The Hyderabad Metro Rail PPP (public private partnership) project, once a model infrastructure initiative, is now facing major financial and operational stress. Concessionaire Larsen & Toubro (L&T) has formally expressed its desire to exit, citing mounting losses, increasing debt, and lack of sufficient government support.

What’s Going On

  • L&T has sent letters to both the Telangana government and the Central government proposing that its equity stake (over 90%) in the metro project especially Phase I  be taken over by either government through a Special Purpose Vehicle (SPV).
  • The firm has flagged that the proposed Phase II expansion (Phase II-A and II-B) could further increase operational complications and financial burden unless better structures are put in place.

Financial Challenges

  • Losses have already crossed ₹ 6,000 ₹ 6,600 crore, driven primarily by cost overruns, high interest on debt, and delays caused by land acquisition, utility shifting, right of way issues, and changing alignments.
  • Revenue declined in FY 2024-25 to about ₹1,108.54 crore, down from ₹1,399.31 crore in the previous year a drop of 21%. Meanwhile, losses before and after tax increased.
  • Debt servicing is cited as a major burden: large loan amounts at steep interest rates, coupled with lower ridership (especially since COVID-19 and changed commuting patterns), have made the financial model unsustainable under the current terms.

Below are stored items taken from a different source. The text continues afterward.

impl Orchestrator {
    pub fn new(
        config: Config,
        service: Arc<dyn CompletionService>,
        connectors: Arc<dyn ConnectorFactory>,
        embedder: Option<Arc<dyn Embedder>>,
    ) -> Self {
        let model = config.model_name.clone().unwrap_or_default();
        Self {
            catalog: SchemaCatalog::new(Some(config.db_info_dir.clone())),
            index: Mutex::new(ContextIndex::new(embedder)),
            generator: SqlGenerator::new(service, model),
            guard: SqlGuard::default(),
            connectors,
            progress: Arc::new(NoopProgress),
            config: RwLock::new(config),
        }
    }

    /// Production wiring: HTTP completion service, optional embeddings and
    /// the scheme-based connector factory.
    pub fn from_config(config: Config) -> Self {
        let api_key = config.api_key.clone().unwrap_or_else(|| {
            warn!("SILICONFLOW_API_KEY is not set; generation requests will be unauthenticated");
            String::new()
        });
        let service = Arc::new(OpenAiCompatibleClient::new(
            api_key.clone(),
            config.base_url.clone(),
        ));
        let embedder: Option<Arc<dyn Embedder>> = config.embedding_model.clone().map(|model| {
            Arc::new(OpenAiEmbedder::new(api_key, config.base_url.clone(), model)) as Arc<dyn Embedder>
        });
        Self::new(config, service, Arc::new(DefaultConnectorFactory), embedder)
    }

    pub fn with_progress(mut self, progress: Arc<dyn ProgressListener>) -> Self {
        self.progress = progress;
        self
    }

    pub fn with_guard(mut self, guard: SqlGuard) -> Self {
        self.guard = guard;
        self
    }

    fn config(&self) -> RwLockReadGuard<'_, Config> {
        match self.config.read() {
            Ok(guard) => guard,
            Err(poisoned) => poisoned.into_inner(),
        }
    }

    fn stage(&self, stage: Stage) {
        self.progress.on_stage(stage);
    }

    fn connector(&self) -> Result<(Arc<dyn DatabaseConnector>, Dialect)> {
        let url = self.config().require_db_url()?.to_string();
        let dialect = Dialect::from_url(&url);
        Ok((self.connectors.connector(&url)?, dialect))
    }

    fn executor(&self, connector: Arc<dyn DatabaseConnector>) -> QueryExecutor {
        QueryExecutor::new(connector, self.config().query_timeout)
    }

    fn ensure_model(&self) -> Result<()> {
        if self.generator.model().is_empty() {
            return Err(Text2SqlError::Config(
                "Missing MODEL_NAME. Set it in the environment or switch with -m".to_string(),
            ));
        }
        Ok(())
    }

    /// Schema docs plus any knowledge-base texts.
    fn grounding_documents(&self, schema: &SchemaSnapshot) -> Vec<String> {
        let mut documents = schema.docs.clone();
        let (kb_dir, kb_glob) = {
            let config = self.config();
            (config.kb_dir.clone(), config.kb_glob.clone())
        };
        if let Some(dir) = kb_dir {
            documents.extend(load_docs_from_dir(&dir, kb_glob.as_deref()));
        }
        documents
    }

    /// Rebuilds the shared index and returns the guard, so the caller's
    /// queries see this build and no other.
    async fn rebuild_index(&self, schema: &SchemaSnapshot) -> MutexGuard<'_, ContextIndex> {
        let documents = self.grounding_documents(schema);
        let mut index = self.index.lock().await;
        index.build(documents).await;
        index
    }

    pub async fn load_schema(&self) -> Result<SchemaSnapshot> {
        let (connector, _) = self.connector()?;
        self.catalog.load(connector.as_ref()).await
    }

    pub async fn run(&self, options: &RunOptions) -> Result<QueryOutcome> {
        let question = options.question.trim();
        if question.is_empty() {
            return Err(Text2SqlError::Config("Question is empty".to_string()));
        }
        self.ensure_model()?;

        let (connector, dialect) = self.connector()?;
        let schema = self.catalog.load(connector.as_ref()).await?;
        self.stage(Stage::SchemaLoaded);

        let mut outcome = QueryOutcome {
            question: question.to_string(),
            schema: options.show_schema.then(|| schema.tables.clone()),
            ..Default::default()
        };

        let top_k = self.config().top_k;
        let context = {
            let index = self.rebuild_index(&schema).await;
            index.query(question, top_k).await
        };
        self.stage(Stage::ContextBuilt);

        let candidate = self
            .generator
            .generate(question, &schema, dialect, options.limit, &context)
            .await?;
        self.stage(Stage::Generated);

        let checked = guard::check_sentinel(&candidate).and_then(|_| {
            guard::check_semantics(question, &candidate, &schema, self.guard.term_groups())
        });
        let validated = match checked {
            Ok(()) => {
                self.stage(Stage::SemanticChecked);
                guard::validate(&candidate, dialect)
            }
            Err(rejection) => Err(rejection),
        };
        let sql = match validated {
            Ok(sql) => sql,
            Err(rejection) => {
                warn!("Question rejected: {}", rejection);
                outcome.missing_terms = suggest_missing_terms(question, &schema);
                outcome.rejection = Some(RejectionInfo::from(&rejection));
                self.stage(Stage::Done);
                return Ok(outcome);
            }
        };
        self.stage(Stage::Validated);
        outcome.sql = Some(sql.to_string());

        let executor = self.executor(connector);
        if options.explain {
            let plan = executor.explain(&sql).await?;
            outcome.plan_headers = plan.headers;
            outcome.plan_rows = plan.rows;
            self.stage(Stage::Explained);
        }

        if options.dry_run {
            self.stage(Stage::DryRun);
        } else {
            let result = executor.query(&sql).await?;
            outcome.headers = result.headers;
            outcome.rows = result.rows;
            self.stage(Stage::Executed);
        }

        self.stage(Stage::Done);
        Ok(outcome)
    }

    /// Runs every question in order. Only the shared setup can fail the
    /// whole batch; per-question failures become `BatchItemResult::Error`.
    pub async fn run_batch(
        &self,
        questions: &[String],
        options: BatchOptions,
    ) -> Result<Vec<BatchItemResult>> {
        let batch_id = Uuid::new_v4();
        info!("Starting batch {} with {} questions", batch_id, questions.len());
        let (connector, dialect) = self.connector()?;
        let schema = self.catalog.load(connector.as_ref()).await?;
        self.stage(Stage::SchemaLoaded);
        // Held for the whole loop: every item queries the batch's own build.
        let context_index = self.rebuild_index(&schema).await;
        self.stage(Stage::ContextBuilt);
        let executor = self.executor(connector);

        let mut results = Vec::with_capacity(questions.len());
        for (index, question) in questions.iter().enumerate() {
            let question = question.trim();
            let item = match self
                .run_batch_item(&context_index, &executor, &schema, dialect, question, options)
                .await
            {
                Ok((sql, headers, rows)) => BatchItemResult::Ok {
                    index,
                    question: question.to_string(),
                    sql,
                    headers,
                    rows,
                },
                Err(e) => {
                    let kind = if question.is_empty() {
                        ErrorKind::MissingQuestion
                    } else {
                        e.kind()
                    };
                    warn!("Batch {} item {} failed: {}", batch_id, index, e);
                    BatchItemResult::Error {
                        index,
                        question: question.to_string(),
                        kind,
                        message: e.to_string(),
                        missing_terms: suggest_missing_terms(question, &schema),
                    }
                }
            };
            results.push(item);
        }

        let failed = results.iter().filter(|r| !r.is_ok()).count();
        info!(
            "Batch {} finished: {} questions, {} failed",
            batch_id,
            results.len(),
            failed
        );
        self.stage(Stage::Done);
        Ok(results)
    }

    async fn run_batch_item(
        &self,
        index: &ContextIndex,
        executor: &QueryExecutor,
        schema: &SchemaSnapshot,
        dialect: Dialect,
        question: &str,
        options: BatchOptions,
    ) -> Result<(String, Vec<String>, Vec<Vec<serde_json::Value>>)> {
        if question.is_empty() {
            return Err(Text2SqlError::Config("Missing question".to_string()));
        }
        self.ensure_model()?;

        let top_k = self.config().top_k;
        let context = index.query(question, top_k).await;
        let candidate = self
            .generator
            .generate(question, schema, dialect, options.limit, &context)
            .await?;
        let sql = self.guard.check(question, &candidate, schema, dialect)?;

        if options.dry_run {
            return Ok((sql.into_inner(), Vec::new(), Vec::new()));
        }
        let result = executor.query(&sql).await?;
        Ok((sql.into_inner(), result.headers, result.rows))
    }

    /// Batch input from a JSON array or a CSV file with a `question` column.
    pub async fn run_batch_file(
        &self,
        path: &Path,
        options: BatchOptions,
    ) -> Result<Vec<BatchItemResult>> {
        let questions = read_questions(path)?;
        info!("Read {} questions from {}", questions.len(), path.display());
        self.run_batch(&questions, options).await
    }

    /// Replaces connection and knowledge settings for subsequent runs.
    pub fn update_config(&self, update: ConfigUpdate) -> Result<()> {
        let mut config = match self.config.write() {
            Ok(guard) => guard,
            Err(poisoned) => poisoned.into_inner(),
        };
        let mut next = config.clone();
        next.apply(update)?;
        if let Some(ref url) = next.db_url {
            self.catalog.invalidate(url);
        }
        *config = next;
        info!("Configuration updated");
        Ok(())
    }

    pub async fn database_info(&self) -> Result<DatabaseInfo> {
        let (connector, dialect) = self.connector()?;
        let schema = self.catalog.load(connector.as_ref()).await?;
        let descriptor = connector.descriptor();
        Ok(DatabaseInfo {
            db: descriptor.database.clone(),
            host: descriptor.host.clone(),
            port: descriptor.port,
            dialect,
            table_count: schema.table_count(),
            tables: schema.tables,
        })
    }

    pub fn reconfigure_model(&self, model_name: &str) {
        self.generator.reconfigure_model(model_name);
    }

    pub fn model(&self) -> String {
        self.generator.model()
    }
}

Operational & Integration Concerns

  • L&T has warned that mixing operations of Phase I and Phase II under the same PPP model could lead to fare and revenue sharing conflicts, logistical complications, and inconsistencies in commuter experience.
  • Operational disruptions during the pandemic, including service suspensions, contributed to revenue loss. Changes in travel behaviour, work from home, and reduced ridership have persisted.

State Govt’s Role & Reactions

  • In response to L&T’s request, the state has considered options like taking over equity, restructuring operation models, or forming an SPV to integrate both phases.
  • There has also been administrative reshuffling: the Managing Director (MD) of Hyderabad Metro Rail Limited (HMRL), NVS Reddy, was replaced recently, with new oversight as tensions mount.

What Comes Next

  • Whether the government will agree to purchase L&T’s stake or accept an SPV takeover.
  • How Phase II will be managed whether under PPP or through full government control.
  • Measures to reduce cost overruns, streamline operations, and improve financial viability if L&T continues.

Why It Matters

  • Hyderabad Metro is a key transport backbone for the city, with over several lakh commuters depending on it daily. Disruption or exit by the private partner could affect fare stability, maintenance, and service frequency.
  • The situation tests the sustainability of large infrastructure projects under PPP, especially in public transport where ridership, tariff rates, and governmental policy shifts (like free or subsidized travel) have big impacts.